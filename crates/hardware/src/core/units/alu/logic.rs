//! ALU bitwise operations.

use super::AluOp;

/// Executes a bitwise operation.
///
/// Returns `None` for non-bitwise operations.
pub const fn execute(op: AluOp, a: u8, b: u8) -> Option<u8> {
    match op {
        AluOp::And => Some(a & b),
        AluOp::Or => Some(a | b),
        AluOp::Xor => Some(a ^ b),
        _ => None,
    }
}
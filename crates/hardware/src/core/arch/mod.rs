//! Architectural state that is not general-purpose storage.
//!
//! The register file itself lives in [`crate::common::reg`]; this module holds
//! the comparison flags register.

/// Comparison flags (`FL`).
pub mod flags;

pub use flags::Flags;
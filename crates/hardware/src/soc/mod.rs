//! Machine components outside the CPU.
//!
//! This module organizes the pieces the CPU is wired to: the flat RAM and the
//! console device that receives program output.

/// Console implementations.
pub mod devices;

/// Flat byte-addressable RAM.
pub mod memory;

/// Console trait definition.
pub mod traits;

pub use devices::{CaptureConsole, StdConsole};
pub use memory::Ram;
pub use traits::Console;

************

-- YOUR OBJECTIVE --
For this exercise, transcribe all the records exactly.

-- TASK RESULT --
filename crates/hardware/src/core/units/alu/logic.rs
//! ALU bitwise operations.

use super::AluOp;

/// Executes a bitwise operation.
///
/// Returns `None` for non-bitwise operations.
pub const fn execute(op: AluOp, a: u8, b: u8) -> Option<u8> {
    match op {
        AluOp::And => Some(a & b),
        AluOp::Or => Some(a | b),
        AluOp::Xor => Some(a ^ b),
        _ => None,
    }
}
filename crates/hardware/src/core/arch/mod.rs
//! Architectural state that is not general-purpose storage.
//!
//! The register file itself lives in [`crate::common::reg`]; this module holds
//! the comparison flags register.

/// Comparison flags (`FL`).
pub mod flags;

pub use flags::Flags;
filename crates/hardware/src/soc/mod.rs
//! Machine components outside the CPU.
//!
//! This module organizes the pieces the CPU is wired to: the flat RAM and the
//! console device that receives program output.

/// Console implementations.
pub mod devices;

/// Flat byte-addressable RAM.
pub mod memory;

/// Console trait definition.
pub mod traits;

pub use devices::{CaptureConsole, StdConsole};
pub use memory::Ram;
pub use traits::Console;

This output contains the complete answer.